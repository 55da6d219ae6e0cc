use super::{Action, ActionTransition, react_in_room};
use crate::state::{Direction, Place, RoomId, ThingId, World};

/// Player traversal through a registered door.
#[derive(Clone, Copy, Debug, PartialEq, Eq)]
pub struct GoAction {
    pub room: RoomId,
    pub direction: Direction,
}

impl GoAction {
    pub fn new(room: RoomId, direction: Direction) -> Self {
        Self { room, direction }
    }
}

impl ActionTransition for GoAction {
    fn apply(&self, world: &mut World) -> Option<String> {
        let Some(door) = world.room(self.room).door(self.direction) else {
            // The parser resolves the door before building the action, so
            // this is unreachable unless content mutated doors mid-turn.
            tracing::error!(room = %self.room, direction = %self.direction, "go without door");
            return None;
        };
        let destination = door.to();
        world.player_mut().set_room(destination);
        Some(world.describe_room(destination))
    }

    fn reactions(&self, world: &World) -> Vec<Action> {
        // The player has already moved; these are the destination's tenants.
        react_in_room(world, self, |b| &b.on_enter)
    }
}

/// Scripted relocation of a thing, emitted by hooks (a parrot landing on
/// dropped bread, furniture sliding aside).
#[derive(Clone, Debug)]
pub struct MoveAction {
    pub thing: ThingId,
    pub to: Place,
    pub phrase: String,
    pub narration: Option<String>,
}

impl MoveAction {
    pub fn new(
        thing: ThingId,
        to: Place,
        phrase: impl Into<String>,
        narration: Option<String>,
    ) -> Self {
        Self {
            thing,
            to,
            phrase: phrase.into(),
            narration,
        }
    }
}

impl ActionTransition for MoveAction {
    fn apply(&self, world: &mut World) -> Option<String> {
        world.place_thing(self.thing, self.to, self.phrase.clone());
        self.narration.clone()
    }
}

/// Scripted registration of a door, emitted by hooks (a painting that
/// opens a hidden passage).
#[derive(Clone, Debug)]
pub struct RevealAction {
    pub room: RoomId,
    pub direction: Direction,
    pub description: String,
    pub to: RoomId,
    pub narration: Option<String>,
}

impl RevealAction {
    pub fn new(
        room: RoomId,
        direction: Direction,
        description: impl Into<String>,
        to: RoomId,
        narration: Option<String>,
    ) -> Self {
        Self {
            room,
            direction,
            description: description.into(),
            to,
            narration,
        }
    }
}

impl ActionTransition for RevealAction {
    fn apply(&self, world: &mut World) -> Option<String> {
        // Revealing an already-open passage is a silent no-op.
        match world.connect(self.room, &self.description, self.to, self.direction) {
            Ok(()) => self.narration.clone(),
            Err(_) => None,
        }
    }
}
use super::{Contents, Location, RoomId, Thing};
use crate::text::number_of;

/// The protagonist: an inventory, a current room, and hit points.
///
/// The current-room reference here is the single source of truth for where
/// the player is. Exactly one player exists per session.
#[derive(Clone, Debug, PartialEq, Eq)]
pub struct Player {
    room: RoomId,
    hit_points: i32,
    inventory: Contents,
}

/// Snapshot of observable player state, captured before a turn and diffed
/// after it for delta-based narration.
#[derive(Clone, Copy, Debug, PartialEq, Eq)]
pub struct PlayerState {
    pub hit_points: i32,
}

impl Player {
    pub(crate) fn new(room: RoomId, hit_points: i32) -> Self {
        Self {
            room,
            hit_points,
            inventory: Contents::new(),
        }
    }

    pub fn room(&self) -> RoomId {
        self.room
    }

    pub(crate) fn set_room(&mut self, room: RoomId) {
        self.room = room;
    }

    pub fn hit_points(&self) -> i32 {
        self.hit_points
    }

    pub fn alive(&self) -> bool {
        self.hit_points > 0
    }

    pub(crate) fn take_damage(&mut self, damage: i32) {
        self.hit_points -= damage;
    }

    pub fn snapshot(&self) -> PlayerState {
        PlayerState {
            hit_points: self.hit_points,
        }
    }

    /// Narrates what changed since `before`. Currently only damage taken;
    /// at most one line per turn, and a pure diff; it never re-enters the
    /// dispatch engine.
    pub fn state_changes(&self, before: &PlayerState) -> Option<String> {
        let damage = before.hit_points - self.hit_points;
        (damage > 0).then(|| {
            let status = if self.alive() {
                format!("You're down to {}.", self.hit_points)
            } else {
                "You feel consciousness slipping away.".to_string()
            };
            format!(
                "You take {} of damage. {status}",
                number_of(damage, "hit point")
            )
        })
    }
}

impl Location for Player {
    fn contents(&self) -> &Contents {
        &self.inventory
    }

    fn contents_mut(&mut self) -> &mut Contents {
        &mut self.inventory
    }

    fn can_take(&self, _thing: &Thing) -> bool {
        true
    }
}

#[cfg(test)]
mod tests {
    use super::*;

    #[test]
    fn state_changes_narrate_damage_only() {
        let mut player = Player::new(RoomId(0), 10);
        let before = player.snapshot();
        assert_eq!(player.state_changes(&before), None);

        player.take_damage(3);
        assert_eq!(
            player.state_changes(&before).as_deref(),
            Some("You take 3 hit points of damage. You're down to 7.")
        );
    }

    #[test]
    fn lethal_damage_narration() {
        let mut player = Player::new(RoomId(0), 2);
        let before = player.snapshot();
        player.take_damage(5);
        assert_eq!(
            player.state_changes(&before).as_deref(),
            Some("You take 5 hit points of damage. You feel consciousness slipping away.")
        );
        assert!(!player.alive());
    }
}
========================
Exercise requirements>
Each line holding the word "down" must be pulled from the records.

Reply>
                format!("You're down to {}.", self.hit_points)
            Some("You take 3 hit points of damage. You're down to 7.")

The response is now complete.